─── Excerpted records

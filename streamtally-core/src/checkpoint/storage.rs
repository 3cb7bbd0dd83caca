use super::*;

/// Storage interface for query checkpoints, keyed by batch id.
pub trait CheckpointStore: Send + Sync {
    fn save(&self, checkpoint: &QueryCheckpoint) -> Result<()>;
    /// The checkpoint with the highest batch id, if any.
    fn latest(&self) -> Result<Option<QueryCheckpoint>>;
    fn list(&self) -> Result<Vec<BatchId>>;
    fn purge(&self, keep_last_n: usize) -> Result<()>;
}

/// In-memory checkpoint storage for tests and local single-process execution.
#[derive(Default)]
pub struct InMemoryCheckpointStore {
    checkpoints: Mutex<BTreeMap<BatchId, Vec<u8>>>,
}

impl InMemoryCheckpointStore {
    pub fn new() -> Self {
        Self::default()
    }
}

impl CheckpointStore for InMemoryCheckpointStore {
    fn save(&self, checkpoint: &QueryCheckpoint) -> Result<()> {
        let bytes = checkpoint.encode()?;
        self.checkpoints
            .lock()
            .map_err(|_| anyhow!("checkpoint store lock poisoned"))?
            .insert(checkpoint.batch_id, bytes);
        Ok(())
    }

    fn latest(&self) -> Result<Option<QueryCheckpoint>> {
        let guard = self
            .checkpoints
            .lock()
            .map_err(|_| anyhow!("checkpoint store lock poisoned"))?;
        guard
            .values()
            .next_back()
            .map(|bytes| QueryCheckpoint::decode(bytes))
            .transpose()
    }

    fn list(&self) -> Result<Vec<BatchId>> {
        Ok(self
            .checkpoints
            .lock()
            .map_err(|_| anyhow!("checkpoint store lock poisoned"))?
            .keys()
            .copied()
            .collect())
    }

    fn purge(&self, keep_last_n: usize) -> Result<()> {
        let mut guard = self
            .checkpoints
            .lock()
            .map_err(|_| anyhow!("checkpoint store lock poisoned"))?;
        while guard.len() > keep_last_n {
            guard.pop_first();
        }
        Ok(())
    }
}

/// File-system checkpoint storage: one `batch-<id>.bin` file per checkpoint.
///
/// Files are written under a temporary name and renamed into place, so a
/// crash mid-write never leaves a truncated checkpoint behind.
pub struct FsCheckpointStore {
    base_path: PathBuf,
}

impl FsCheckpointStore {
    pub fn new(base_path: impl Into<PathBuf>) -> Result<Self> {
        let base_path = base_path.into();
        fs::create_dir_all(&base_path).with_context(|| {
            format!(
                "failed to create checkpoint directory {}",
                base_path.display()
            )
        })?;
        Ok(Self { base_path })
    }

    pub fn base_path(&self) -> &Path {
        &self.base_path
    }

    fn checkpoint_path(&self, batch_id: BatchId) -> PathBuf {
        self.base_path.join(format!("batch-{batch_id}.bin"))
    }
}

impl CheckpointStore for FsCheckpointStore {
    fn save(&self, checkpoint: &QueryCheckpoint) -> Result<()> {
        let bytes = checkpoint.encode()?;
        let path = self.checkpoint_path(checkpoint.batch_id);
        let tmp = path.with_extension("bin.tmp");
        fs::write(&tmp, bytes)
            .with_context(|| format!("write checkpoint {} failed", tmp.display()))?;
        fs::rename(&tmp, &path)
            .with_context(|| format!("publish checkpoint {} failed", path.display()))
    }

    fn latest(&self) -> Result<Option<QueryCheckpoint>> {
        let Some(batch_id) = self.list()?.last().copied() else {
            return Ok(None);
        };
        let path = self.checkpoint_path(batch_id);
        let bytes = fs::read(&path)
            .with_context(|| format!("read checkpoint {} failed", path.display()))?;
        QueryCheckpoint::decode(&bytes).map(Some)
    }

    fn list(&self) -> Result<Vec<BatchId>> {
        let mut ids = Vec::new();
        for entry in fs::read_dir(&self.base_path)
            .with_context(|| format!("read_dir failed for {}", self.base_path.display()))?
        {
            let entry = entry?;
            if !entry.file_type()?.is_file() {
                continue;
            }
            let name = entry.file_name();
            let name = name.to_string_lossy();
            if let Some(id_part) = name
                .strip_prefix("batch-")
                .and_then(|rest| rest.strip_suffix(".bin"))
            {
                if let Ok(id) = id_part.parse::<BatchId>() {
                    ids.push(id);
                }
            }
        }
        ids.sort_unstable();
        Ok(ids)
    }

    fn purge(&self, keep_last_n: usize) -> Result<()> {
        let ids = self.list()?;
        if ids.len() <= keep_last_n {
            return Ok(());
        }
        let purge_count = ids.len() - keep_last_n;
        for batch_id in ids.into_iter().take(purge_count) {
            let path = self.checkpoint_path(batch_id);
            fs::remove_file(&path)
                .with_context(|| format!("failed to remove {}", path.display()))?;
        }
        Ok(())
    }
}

──────
─── Excerpted records

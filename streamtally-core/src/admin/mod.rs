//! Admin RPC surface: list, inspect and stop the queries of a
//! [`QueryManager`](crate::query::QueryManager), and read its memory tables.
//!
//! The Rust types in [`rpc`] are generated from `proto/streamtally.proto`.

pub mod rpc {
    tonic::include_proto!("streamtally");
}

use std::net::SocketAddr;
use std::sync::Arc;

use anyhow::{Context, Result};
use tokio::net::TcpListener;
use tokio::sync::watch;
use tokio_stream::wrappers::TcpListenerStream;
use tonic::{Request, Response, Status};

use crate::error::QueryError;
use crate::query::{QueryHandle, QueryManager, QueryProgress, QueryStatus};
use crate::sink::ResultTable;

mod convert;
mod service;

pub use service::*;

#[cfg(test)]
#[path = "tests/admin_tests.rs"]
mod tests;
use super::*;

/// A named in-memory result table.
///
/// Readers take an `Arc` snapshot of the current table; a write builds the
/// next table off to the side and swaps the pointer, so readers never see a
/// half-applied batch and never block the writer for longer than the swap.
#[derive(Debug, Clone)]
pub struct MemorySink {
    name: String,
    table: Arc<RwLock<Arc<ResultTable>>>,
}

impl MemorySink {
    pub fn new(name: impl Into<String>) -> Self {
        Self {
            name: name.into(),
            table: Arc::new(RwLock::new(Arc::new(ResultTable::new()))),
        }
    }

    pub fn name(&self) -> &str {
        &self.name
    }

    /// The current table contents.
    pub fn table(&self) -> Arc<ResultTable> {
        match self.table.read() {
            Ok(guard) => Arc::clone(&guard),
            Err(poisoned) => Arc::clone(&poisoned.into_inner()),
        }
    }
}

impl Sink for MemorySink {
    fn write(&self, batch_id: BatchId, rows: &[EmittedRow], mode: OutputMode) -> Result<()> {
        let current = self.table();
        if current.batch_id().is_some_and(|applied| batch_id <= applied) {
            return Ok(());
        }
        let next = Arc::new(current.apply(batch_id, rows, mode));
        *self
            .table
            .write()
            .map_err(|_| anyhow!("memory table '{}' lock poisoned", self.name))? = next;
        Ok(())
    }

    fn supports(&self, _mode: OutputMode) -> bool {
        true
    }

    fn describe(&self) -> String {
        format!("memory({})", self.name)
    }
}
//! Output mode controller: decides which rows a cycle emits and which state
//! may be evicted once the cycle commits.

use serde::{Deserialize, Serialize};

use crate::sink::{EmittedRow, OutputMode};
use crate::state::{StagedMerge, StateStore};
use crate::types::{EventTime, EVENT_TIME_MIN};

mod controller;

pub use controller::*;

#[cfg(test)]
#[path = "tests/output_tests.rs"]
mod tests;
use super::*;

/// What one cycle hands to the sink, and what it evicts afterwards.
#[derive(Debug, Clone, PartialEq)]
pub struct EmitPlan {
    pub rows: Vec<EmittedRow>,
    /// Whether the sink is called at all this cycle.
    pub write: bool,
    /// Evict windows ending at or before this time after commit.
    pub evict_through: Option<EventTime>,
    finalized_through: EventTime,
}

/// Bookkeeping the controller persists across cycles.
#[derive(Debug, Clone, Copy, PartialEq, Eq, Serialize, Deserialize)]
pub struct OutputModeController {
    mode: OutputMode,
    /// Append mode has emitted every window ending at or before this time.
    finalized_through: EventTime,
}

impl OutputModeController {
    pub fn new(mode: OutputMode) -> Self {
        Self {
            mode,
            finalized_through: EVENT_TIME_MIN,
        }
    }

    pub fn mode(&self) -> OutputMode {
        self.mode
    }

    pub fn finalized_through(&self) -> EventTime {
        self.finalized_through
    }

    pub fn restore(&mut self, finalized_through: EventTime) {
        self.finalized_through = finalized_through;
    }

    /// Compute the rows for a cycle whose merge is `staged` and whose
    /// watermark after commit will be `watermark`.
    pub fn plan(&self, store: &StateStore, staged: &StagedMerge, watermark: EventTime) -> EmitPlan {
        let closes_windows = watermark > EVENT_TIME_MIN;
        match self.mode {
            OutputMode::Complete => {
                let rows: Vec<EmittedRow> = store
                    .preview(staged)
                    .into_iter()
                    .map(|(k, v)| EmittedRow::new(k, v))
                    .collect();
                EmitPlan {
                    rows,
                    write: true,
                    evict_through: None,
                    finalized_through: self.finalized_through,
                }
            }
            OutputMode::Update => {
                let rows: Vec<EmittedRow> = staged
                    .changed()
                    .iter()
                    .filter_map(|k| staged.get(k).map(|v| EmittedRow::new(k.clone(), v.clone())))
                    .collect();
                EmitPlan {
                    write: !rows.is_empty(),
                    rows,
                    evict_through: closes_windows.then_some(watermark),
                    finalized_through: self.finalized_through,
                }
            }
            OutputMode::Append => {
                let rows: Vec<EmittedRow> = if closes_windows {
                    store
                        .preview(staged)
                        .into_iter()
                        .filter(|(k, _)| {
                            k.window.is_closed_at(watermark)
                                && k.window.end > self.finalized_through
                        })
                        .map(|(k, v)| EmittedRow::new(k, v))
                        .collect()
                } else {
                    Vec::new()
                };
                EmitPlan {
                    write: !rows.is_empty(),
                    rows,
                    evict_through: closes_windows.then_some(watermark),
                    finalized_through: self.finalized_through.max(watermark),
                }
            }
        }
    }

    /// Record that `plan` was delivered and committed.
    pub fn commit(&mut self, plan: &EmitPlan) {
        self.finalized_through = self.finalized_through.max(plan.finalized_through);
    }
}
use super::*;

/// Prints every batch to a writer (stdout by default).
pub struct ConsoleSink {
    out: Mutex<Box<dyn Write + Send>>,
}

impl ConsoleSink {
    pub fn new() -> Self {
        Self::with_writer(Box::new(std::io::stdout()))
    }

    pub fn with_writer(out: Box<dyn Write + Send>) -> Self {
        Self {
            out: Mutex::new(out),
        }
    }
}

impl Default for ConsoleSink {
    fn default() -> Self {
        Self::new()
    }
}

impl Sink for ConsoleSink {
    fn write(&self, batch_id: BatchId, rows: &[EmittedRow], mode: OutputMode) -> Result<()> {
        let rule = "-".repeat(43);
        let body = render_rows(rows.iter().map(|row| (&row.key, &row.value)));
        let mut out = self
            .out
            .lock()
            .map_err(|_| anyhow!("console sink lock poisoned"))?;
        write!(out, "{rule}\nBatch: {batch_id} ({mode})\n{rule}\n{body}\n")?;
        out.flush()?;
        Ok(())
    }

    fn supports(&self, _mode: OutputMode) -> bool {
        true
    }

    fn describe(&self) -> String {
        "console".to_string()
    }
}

──────
─── Excerpted records

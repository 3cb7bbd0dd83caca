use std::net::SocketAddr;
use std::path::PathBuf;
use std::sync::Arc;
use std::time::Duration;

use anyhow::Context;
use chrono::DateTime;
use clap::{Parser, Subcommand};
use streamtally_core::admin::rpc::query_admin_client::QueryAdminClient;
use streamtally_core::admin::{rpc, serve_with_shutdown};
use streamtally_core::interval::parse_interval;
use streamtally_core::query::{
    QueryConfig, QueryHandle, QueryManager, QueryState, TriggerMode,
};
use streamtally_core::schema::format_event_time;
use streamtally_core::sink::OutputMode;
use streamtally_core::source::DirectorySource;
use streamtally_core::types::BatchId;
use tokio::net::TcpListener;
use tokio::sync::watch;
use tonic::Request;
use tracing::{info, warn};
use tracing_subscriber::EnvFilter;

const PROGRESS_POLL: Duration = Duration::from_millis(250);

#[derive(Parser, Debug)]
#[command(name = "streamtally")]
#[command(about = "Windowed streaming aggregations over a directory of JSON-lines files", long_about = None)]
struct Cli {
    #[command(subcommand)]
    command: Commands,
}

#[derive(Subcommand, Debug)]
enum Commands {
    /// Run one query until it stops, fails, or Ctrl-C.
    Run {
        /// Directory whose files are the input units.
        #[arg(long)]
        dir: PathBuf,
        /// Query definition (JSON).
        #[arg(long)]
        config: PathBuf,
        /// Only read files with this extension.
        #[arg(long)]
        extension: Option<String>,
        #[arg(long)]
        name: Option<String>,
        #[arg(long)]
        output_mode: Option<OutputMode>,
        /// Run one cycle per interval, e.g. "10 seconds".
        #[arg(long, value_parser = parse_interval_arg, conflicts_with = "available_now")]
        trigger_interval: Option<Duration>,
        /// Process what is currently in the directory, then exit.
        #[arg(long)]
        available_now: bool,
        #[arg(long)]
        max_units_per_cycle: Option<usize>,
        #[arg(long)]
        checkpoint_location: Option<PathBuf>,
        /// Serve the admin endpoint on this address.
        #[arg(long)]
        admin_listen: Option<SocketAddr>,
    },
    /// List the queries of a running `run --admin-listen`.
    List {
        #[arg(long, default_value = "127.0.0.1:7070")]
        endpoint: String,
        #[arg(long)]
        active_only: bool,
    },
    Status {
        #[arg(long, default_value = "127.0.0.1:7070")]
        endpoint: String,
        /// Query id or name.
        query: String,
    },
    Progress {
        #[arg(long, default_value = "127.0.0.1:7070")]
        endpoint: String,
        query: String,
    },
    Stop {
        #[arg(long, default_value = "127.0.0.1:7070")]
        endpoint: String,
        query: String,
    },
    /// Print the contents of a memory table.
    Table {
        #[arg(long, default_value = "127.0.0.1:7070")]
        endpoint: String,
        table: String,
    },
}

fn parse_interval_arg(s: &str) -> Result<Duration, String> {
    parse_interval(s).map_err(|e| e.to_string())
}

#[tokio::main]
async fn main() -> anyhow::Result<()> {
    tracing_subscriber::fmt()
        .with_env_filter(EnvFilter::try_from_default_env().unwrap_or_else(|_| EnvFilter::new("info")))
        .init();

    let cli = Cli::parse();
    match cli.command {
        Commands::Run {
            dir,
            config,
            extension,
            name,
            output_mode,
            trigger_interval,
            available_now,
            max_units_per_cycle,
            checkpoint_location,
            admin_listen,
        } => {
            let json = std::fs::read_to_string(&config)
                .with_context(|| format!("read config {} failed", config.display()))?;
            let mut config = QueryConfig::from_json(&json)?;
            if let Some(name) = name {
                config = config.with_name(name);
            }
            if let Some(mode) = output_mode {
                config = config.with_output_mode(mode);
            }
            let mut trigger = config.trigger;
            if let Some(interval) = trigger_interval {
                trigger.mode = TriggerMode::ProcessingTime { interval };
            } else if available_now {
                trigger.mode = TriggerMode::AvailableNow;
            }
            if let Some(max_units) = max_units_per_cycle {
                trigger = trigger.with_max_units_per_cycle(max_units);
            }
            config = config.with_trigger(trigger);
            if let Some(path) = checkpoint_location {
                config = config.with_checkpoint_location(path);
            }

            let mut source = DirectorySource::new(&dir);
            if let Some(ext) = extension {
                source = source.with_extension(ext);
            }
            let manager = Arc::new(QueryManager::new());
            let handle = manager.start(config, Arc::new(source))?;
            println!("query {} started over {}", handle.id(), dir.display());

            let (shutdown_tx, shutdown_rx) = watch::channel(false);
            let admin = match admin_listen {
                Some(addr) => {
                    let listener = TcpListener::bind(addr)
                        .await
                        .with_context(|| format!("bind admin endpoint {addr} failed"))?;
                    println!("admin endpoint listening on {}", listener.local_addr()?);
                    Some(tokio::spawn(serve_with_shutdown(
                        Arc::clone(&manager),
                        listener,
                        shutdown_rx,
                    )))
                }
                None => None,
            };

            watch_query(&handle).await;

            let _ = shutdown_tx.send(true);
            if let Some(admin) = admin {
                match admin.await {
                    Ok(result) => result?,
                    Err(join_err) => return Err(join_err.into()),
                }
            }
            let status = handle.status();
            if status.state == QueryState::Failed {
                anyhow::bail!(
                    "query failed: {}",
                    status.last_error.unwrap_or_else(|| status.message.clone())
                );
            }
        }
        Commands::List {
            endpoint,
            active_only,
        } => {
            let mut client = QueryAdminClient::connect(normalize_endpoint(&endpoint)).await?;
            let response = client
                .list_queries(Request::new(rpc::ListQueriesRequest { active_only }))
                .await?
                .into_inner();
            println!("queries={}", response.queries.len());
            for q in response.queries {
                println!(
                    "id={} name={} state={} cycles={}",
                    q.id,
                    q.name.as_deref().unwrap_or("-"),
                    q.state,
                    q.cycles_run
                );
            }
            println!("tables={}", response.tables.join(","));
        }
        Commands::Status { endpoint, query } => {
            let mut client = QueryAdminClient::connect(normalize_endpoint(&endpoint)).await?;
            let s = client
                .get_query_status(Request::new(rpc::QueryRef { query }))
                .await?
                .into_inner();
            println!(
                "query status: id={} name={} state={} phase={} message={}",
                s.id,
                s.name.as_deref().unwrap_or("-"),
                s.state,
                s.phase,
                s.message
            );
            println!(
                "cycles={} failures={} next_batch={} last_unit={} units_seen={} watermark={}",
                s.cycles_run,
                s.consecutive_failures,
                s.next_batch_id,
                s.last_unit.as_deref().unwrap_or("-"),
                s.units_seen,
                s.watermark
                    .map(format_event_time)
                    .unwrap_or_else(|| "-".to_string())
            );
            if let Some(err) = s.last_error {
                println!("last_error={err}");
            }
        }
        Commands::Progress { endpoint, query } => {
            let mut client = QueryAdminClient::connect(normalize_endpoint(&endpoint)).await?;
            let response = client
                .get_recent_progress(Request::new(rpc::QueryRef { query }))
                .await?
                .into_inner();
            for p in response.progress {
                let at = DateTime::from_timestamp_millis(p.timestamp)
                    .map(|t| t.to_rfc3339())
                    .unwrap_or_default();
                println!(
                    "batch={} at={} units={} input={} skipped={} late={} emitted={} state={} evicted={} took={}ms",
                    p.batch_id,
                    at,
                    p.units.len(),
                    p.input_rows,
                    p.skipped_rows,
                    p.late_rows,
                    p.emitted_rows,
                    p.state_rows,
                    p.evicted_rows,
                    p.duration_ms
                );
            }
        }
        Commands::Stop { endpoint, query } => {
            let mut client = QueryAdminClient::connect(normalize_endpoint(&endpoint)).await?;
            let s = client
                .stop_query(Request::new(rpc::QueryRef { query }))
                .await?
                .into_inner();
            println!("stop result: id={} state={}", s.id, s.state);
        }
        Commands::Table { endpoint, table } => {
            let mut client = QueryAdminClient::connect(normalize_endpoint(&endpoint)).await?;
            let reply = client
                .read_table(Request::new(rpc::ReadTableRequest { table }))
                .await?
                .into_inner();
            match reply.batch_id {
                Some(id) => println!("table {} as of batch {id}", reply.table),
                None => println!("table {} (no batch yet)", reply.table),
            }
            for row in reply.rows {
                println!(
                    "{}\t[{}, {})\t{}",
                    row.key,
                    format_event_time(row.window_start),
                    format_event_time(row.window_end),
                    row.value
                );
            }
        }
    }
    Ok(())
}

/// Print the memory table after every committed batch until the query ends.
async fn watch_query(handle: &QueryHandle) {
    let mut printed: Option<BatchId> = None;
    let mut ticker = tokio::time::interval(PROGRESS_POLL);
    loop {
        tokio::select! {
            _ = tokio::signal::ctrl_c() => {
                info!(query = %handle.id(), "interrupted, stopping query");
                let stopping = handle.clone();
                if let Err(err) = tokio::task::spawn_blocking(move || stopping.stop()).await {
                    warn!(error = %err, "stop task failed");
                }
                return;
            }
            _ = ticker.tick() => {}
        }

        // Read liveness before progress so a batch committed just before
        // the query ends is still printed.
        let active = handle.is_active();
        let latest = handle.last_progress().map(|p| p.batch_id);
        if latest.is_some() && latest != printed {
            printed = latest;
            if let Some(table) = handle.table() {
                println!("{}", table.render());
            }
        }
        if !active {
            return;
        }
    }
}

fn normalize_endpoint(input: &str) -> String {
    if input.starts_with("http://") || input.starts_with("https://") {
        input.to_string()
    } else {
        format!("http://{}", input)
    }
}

──────

» **Work to be completed**: Among the entries above, which lines include "Serialize"? List them all.

» **Result of the task**:
use serde::{Deserialize, Serialize};
#[derive(Debug, Clone, Copy, PartialEq, Eq, Serialize, Deserialize)]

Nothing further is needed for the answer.